(PROBLEM):
Every record shown below should be duplicated exactly.

(Records from a dataset):

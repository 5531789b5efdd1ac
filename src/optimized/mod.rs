mod expand;

use crate::myers;
use crate::options::{Algorithm, CompareOptions};
use crate::script::EditScript;
use crate::transform::Transformer;
use expand::Expander;
use log::debug;
use rustc_hash::FxHashMap;
use std::hash::Hash;

/// All elements that compare equal after transformation. `index` is only
/// assigned when the value occurs in both sequences.
#[derive(Debug, Default)]
struct EquivalenceClass {
    count1: usize,
    count2: usize,
    index: Option<usize>,
}

/// Which of the compared sequences to reduce.
#[derive(Debug, Clone, Copy, PartialEq, Eq)]
enum Side {
    Old,
    New,
}

/// Per-call table of equivalence classes. Elements refer to their class by
/// position in `classes`.
struct Classes {
    classes: Vec<EquivalenceClass>,
    of1: Vec<usize>,
    of2: Vec<usize>,
    shared1: usize,
    shared2: usize,
}

impl Classes {
    fn build<K: Eq + Hash>(keys1: &[K], keys2: &[K]) -> Self {
        let mut lookup: FxHashMap<&K, usize> = FxHashMap::default();
        let mut classes: Vec<EquivalenceClass> = Vec::new();

        let mut class_of = |key| {
            *lookup.entry(key).or_insert_with(|| {
                classes.push(EquivalenceClass::default());
                classes.len() - 1
            })
        };
        let of1: Vec<usize> = keys1.iter().map(&mut class_of).collect();
        let of2: Vec<usize> = keys2.iter().map(&mut class_of).collect();

        for &class in &of1 {
            classes[class].count1 += 1;
        }
        for &class in &of2 {
            classes[class].count2 += 1;
        }

        let (mut shared1, mut shared2, mut next) = (0, 0, 0);
        for class in classes.iter_mut().filter(|c| c.count1 > 0 && c.count2 > 0) {
            class.index = Some(next);
            next += 1;
            shared1 += class.count1;
            shared2 += class.count2;
        }

        Classes {
            classes,
            of1,
            of2,
            shared1,
            shared2,
        }
    }

    /// Indices of shared classes and the original positions they came from.
    fn reduce(&self, side: Side) -> (Vec<usize>, Vec<usize>) {
        let (of, capacity) = match side {
            Side::Old => (&self.of1, self.shared1),
            Side::New => (&self.of2, self.shared2),
        };
        let mut reduced = Vec::with_capacity(capacity);
        let mut positions = Vec::with_capacity(capacity);
        for (position, &class) in of.iter().enumerate() {
            if let Some(index) = self.classes[class].index {
                reduced.push(index);
                positions.push(position);
            }
        }
        (reduced, positions)
    }
}

/// Computes the shortest edit script between `old` and `new`, comparing the
/// elements after `transformer`.
///
/// Elements occurring in only one of the sequences cannot be part of the
/// common subsequence. Unless too many elements are shared, they are
/// dropped before running the engine on a dense integer alphabet, and put
/// back as plain deletes and inserts afterwards.
///
/// # Examples
///
/// ```
/// use editscript::{compare, EditCommand, Identity};
///
/// let old = vec!["GA", "ZO", "MEU", "BU"];
/// let new = vec!["GA", "BU", "ZO"];
/// let script = compare(&old, &new, &Identity);
/// assert_eq!(script.commands()[0], EditCommand::Keep("GA"));
/// assert_eq!(script.edit_distance(), 3);
/// ```
pub fn compare<T, X>(old: &[T], new: &[T], transformer: &X) -> EditScript<T>
where
    T: Eq + Hash + Clone,
    X: Transformer<T> + ?Sized,
{
    compare_with(old, new, transformer, &CompareOptions::default())
}

/// [`compare`] with explicit [`CompareOptions`].
pub fn compare_with<T, X>(
    old: &[T],
    new: &[T],
    transformer: &X,
    options: &CompareOptions,
) -> EditScript<T>
where
    T: Eq + Hash + Clone,
    X: Transformer<T> + ?Sized,
{
    let keys1: Vec<_> = old.iter().map(|e| transformer.transform(e)).collect();
    let keys2: Vec<_> = new.iter().map(|e| transformer.transform(e)).collect();

    if options.algorithm == Algorithm::Myers {
        return myers::diff_keys(&keys1, &keys2, old, new);
    }

    let classes = Classes::build(&keys1, &keys2);
    let shared = classes.shared1 + classes.shared2;
    if !options.reduces(shared, old.len()) {
        debug!(
            "skipping reduction: {shared} shared elements for {} original elements",
            old.len()
        );
        return myers::diff_keys(&keys1, &keys2, old, new);
    }

    let (reduced1, positions1) = classes.reduce(Side::Old);
    let (reduced2, positions2) = classes.reduce(Side::New);
    debug!(
        "reduced {}x{} elements to {}x{}",
        old.len(),
        new.len(),
        reduced1.len(),
        reduced2.len()
    );

    let script = myers::diff(&reduced1, &reduced2);
    let mut expander = Expander::new(old, new, &positions1, &positions2);
    script.visit(&mut expander);
    expander.into_script()
}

(RESPONSE BELOW):
repository 5531789b5efdd1ac
filename src/optimized/mod.rs
mod expand;

use crate::myers;
use crate::options::{Algorithm, CompareOptions};
use crate::script::EditScript;
use crate::transform::Transformer;
use expand::Expander;
use log::debug;
use rustc_hash::FxHashMap;
use std::hash::Hash;

/// All elements that compare equal after transformation. `index` is only
/// assigned when the value occurs in both sequences.
#[derive(Debug, Default)]
struct EquivalenceClass {
    count1: usize,
    count2: usize,
    index: Option<usize>,
}

/// Which of the compared sequences to reduce.
#[derive(Debug, Clone, Copy, PartialEq, Eq)]
enum Side {
    Old,
    New,
}

/// Per-call table of equivalence classes. Elements refer to their class by
/// position in `classes`.
struct Classes {
    classes: Vec<EquivalenceClass>,
    of1: Vec<usize>,
    of2: Vec<usize>,
    shared1: usize,
    shared2: usize,
}

impl Classes {
    fn build<K: Eq + Hash>(keys1: &[K], keys2: &[K]) -> Self {
        let mut lookup: FxHashMap<&K, usize> = FxHashMap::default();
        let mut classes: Vec<EquivalenceClass> = Vec::new();

        let mut class_of = |key| {
            *lookup.entry(key).or_insert_with(|| {
                classes.push(EquivalenceClass::default());
                classes.len() - 1
            })
        };
        let of1: Vec<usize> = keys1.iter().map(&mut class_of).collect();
        let of2: Vec<usize> = keys2.iter().map(&mut class_of).collect();

        for &class in &of1 {
            classes[class].count1 += 1;
        }
        for &class in &of2 {
            classes[class].count2 += 1;
        }

        let (mut shared1, mut shared2, mut next) = (0, 0, 0);
        for class in classes.iter_mut().filter(|c| c.count1 > 0 && c.count2 > 0) {
            class.index = Some(next);
            next += 1;
            shared1 += class.count1;
            shared2 += class.count2;
        }

        Classes {
            classes,
            of1,
            of2,
            shared1,
            shared2,
        }
    }

    /// Indices of shared classes and the original positions they came from.
    fn reduce(&self, side: Side) -> (Vec<usize>, Vec<usize>) {
        let (of, capacity) = match side {
            Side::Old => (&self.of1, self.shared1),
            Side::New => (&self.of2, self.shared2),
        };
        let mut reduced = Vec::with_capacity(capacity);
        let mut positions = Vec::with_capacity(capacity);
        for (position, &class) in of.iter().enumerate() {
            if let Some(index) = self.classes[class].index {
                reduced.push(index);
                positions.push(position);
            }
        }
        (reduced, positions)
    }
}

/// Computes the shortest edit script between `old` and `new`, comparing the
/// elements after `transformer`.
///
/// Elements occurring in only one of the sequences cannot be part of the
/// common subsequence. Unless too many elements are shared, they are
/// dropped before running the engine on a dense integer alphabet, and put
/// back as plain deletes and inserts afterwards.
///
/// # Examples
///
/// ```
/// use editscript::{compare, EditCommand, Identity};
///
/// let old = vec!["GA", "ZO", "MEU", "BU"];
/// let new = vec!["GA", "BU", "ZO"];
/// let script = compare(&old, &new, &Identity);
/// assert_eq!(script.commands()[0], EditCommand::Keep("GA"));
/// assert_eq!(script.edit_distance(), 3);
/// ```
pub fn compare<T, X>(old: &[T], new: &[T], transformer: &X) -> EditScript<T>
where
    T: Eq + Hash + Clone,
    X: Transformer<T> + ?Sized,
{
    compare_with(old, new, transformer, &CompareOptions::default())
}

/// [`compare`] with explicit [`CompareOptions`].
pub fn compare_with<T, X>(
    old: &[T],
    new: &[T],
    transformer: &X,
    options: &CompareOptions,
) -> EditScript<T>
where
    T: Eq + Hash + Clone,
    X: Transformer<T> + ?Sized,
{
    let keys1: Vec<_> = old.iter().map(|e| transformer.transform(e)).collect();
    let keys2: Vec<_> = new.iter().map(|e| transformer.transform(e)).collect();

    if options.algorithm == Algorithm::Myers {
        return myers::diff_keys(&keys1, &keys2, old, new);
    }

    let classes = Classes::build(&keys1, &keys2);
    let shared = classes.shared1 + classes.shared2;
    if !options.reduces(shared, old.len()) {
        debug!(
            "skipping reduction: {shared} shared elements for {} original elements",
            old.len()
        );
        return myers::diff_keys(&keys1, &keys2, old, new);
    }

    let (reduced1, positions1) = classes.reduce(Side::Old);
    let (reduced2, positions2) = classes.reduce(Side::New);
    debug!(
        "reduced {}x{} elements to {}x{}",
        old.len(),
        new.len(),
        reduced1.len(),
        reduced2.len()
    );

    let script = myers::diff(&reduced1, &reduced2);
    let mut expander = Expander::new(old, new, &positions1, &positions2);
    script.visit(&mut expander);
    expander.into_script()
}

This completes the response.